Alliteration also makes certain moments and images feel more important. In lines 5-6, for example, sharp /c/ and /p/ alliteration make the image of the speaker flying away from England sound all the more exciting and intense:
with a credit card and a warm coat you will leave
on the plane. The past fades like newsprint in the sun.
Alliteration often works alongside the related devices consonance and assonance to make the poem's language even more powerful. Take lines 8-9:
on the wrong side of your eyes. A beautiful boy
in the bar on the harbour [...]
The intensity of the poem's language sticks out to the readers' ears, just as this image sticks out in the speaker's mind. The same thing happens with "blue bridge" and "six swans" in the poem's final stanza: alliteration calls attention to these very specific images, highlighting how clearly they appear in the speaker's imagination.

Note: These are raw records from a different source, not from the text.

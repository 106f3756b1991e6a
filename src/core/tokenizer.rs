//! Token counting
//!
//! The converters only need "how many tokens is this text". The BPE encoder
//! behind [`TiktokenCounter`] is expensive to build, so it is constructed on
//! first use, at most once, and then shared read-only.

use std::sync::OnceLock;
use tiktoken_rs::CoreBPE;
use tracing::{debug, warn};

/// Counts tokens in a piece of text
///
/// Implementations are deterministic for identical input and never fail.
pub trait TokenCounter: Send + Sync {
    fn count(&self, text: &str) -> usize;
}

/// BPE vocabulary used for counting
#[derive(Debug, Clone, Copy, PartialEq, Eq)]
pub enum TokenEncoding {
    Cl100kBase,
    O200kBase,
}

impl TokenEncoding {
    pub fn from_str(s: &str) -> Option<Self> {
        match s.to_lowercase().as_str() {
            "cl100k_base" | "cl100k" => Some(TokenEncoding::Cl100kBase),
            "o200k_base" | "o200k" => Some(TokenEncoding::O200kBase),
            _ => None,
        }
    }

    fn build(self) -> Result<CoreBPE, String> {
        let built = match self {
            TokenEncoding::Cl100kBase => tiktoken_rs::cl100k_base(),
            TokenEncoding::O200kBase => tiktoken_rs::o200k_base(),
        };
        built.map_err(|e| e.to_string())
    }
}

/// Rough fallback: one token per four characters, rounded up
pub fn approximate_tokens(text: &str) -> usize {
    text.chars().count().div_ceil(4)
}

/// Counter backed by a lazily built tiktoken encoder
pub struct TiktokenCounter {
    encoding: TokenEncoding,
    // `None` once construction has been attempted and failed
    bpe: OnceLock<Option<CoreBPE>>,
}

impl TiktokenCounter {
    pub fn new(encoding: TokenEncoding) -> Self {
        Self {
            encoding,
            bpe: OnceLock::new(),
        }
    }

    fn encoder(&self) -> Option<&CoreBPE> {
        self.bpe
            .get_or_init(|| match self.encoding.build() {
                Ok(bpe) => {
                    debug!("Built {:?} token encoder", self.encoding);
                    Some(bpe)
                }
                Err(e) => {
                    warn!(
                        "Failed to build {:?} token encoder, falling back to estimates: {}",
                        self.encoding, e
                    );
                    None
                }
            })
            .as_ref()
    }
}

impl TokenCounter for TiktokenCounter {
    fn count(&self, text: &str) -> usize {
        if text.is_empty() {
            return 0;
        }
        match self.encoder() {
            Some(bpe) => bpe.encode_with_special_tokens(text).len(),
            None => approximate_tokens(text),
        }
    }
}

Elsewhere in the poem, sonic devices convey the actual sounds of the scene the speaker is imagining. Take lines 13-15, where growling /r/, popping /p/, and hissing /s/ sounds (in the form of both alliteration and internal consonance) evoke the "rasp of carpentry" that the speaker describes:
Sleep. The rasp of carpentry wakes you. On the wall,
a painting lost for thirty years renders the room yours.
Similarly, the poem essentially turns up the volume on its own language in lines 16-18 in order to convey the intensity of all the "sounds" the speaker hears on their imagined walk to and from their old job. There's alliteration ("passing"/ "practicing," "sounds"/Seagulls"/"scales"/"swap," "for a fish," etc.) plus plenty of consonance and assonance ("Apt"/"passing"/"practicing," "Seagulls"/"bells"/"flute," etc.). All these repetitive sounds make the passage more melodic, suggesting that the speaker finds all these familiar noises pleasant and comforting.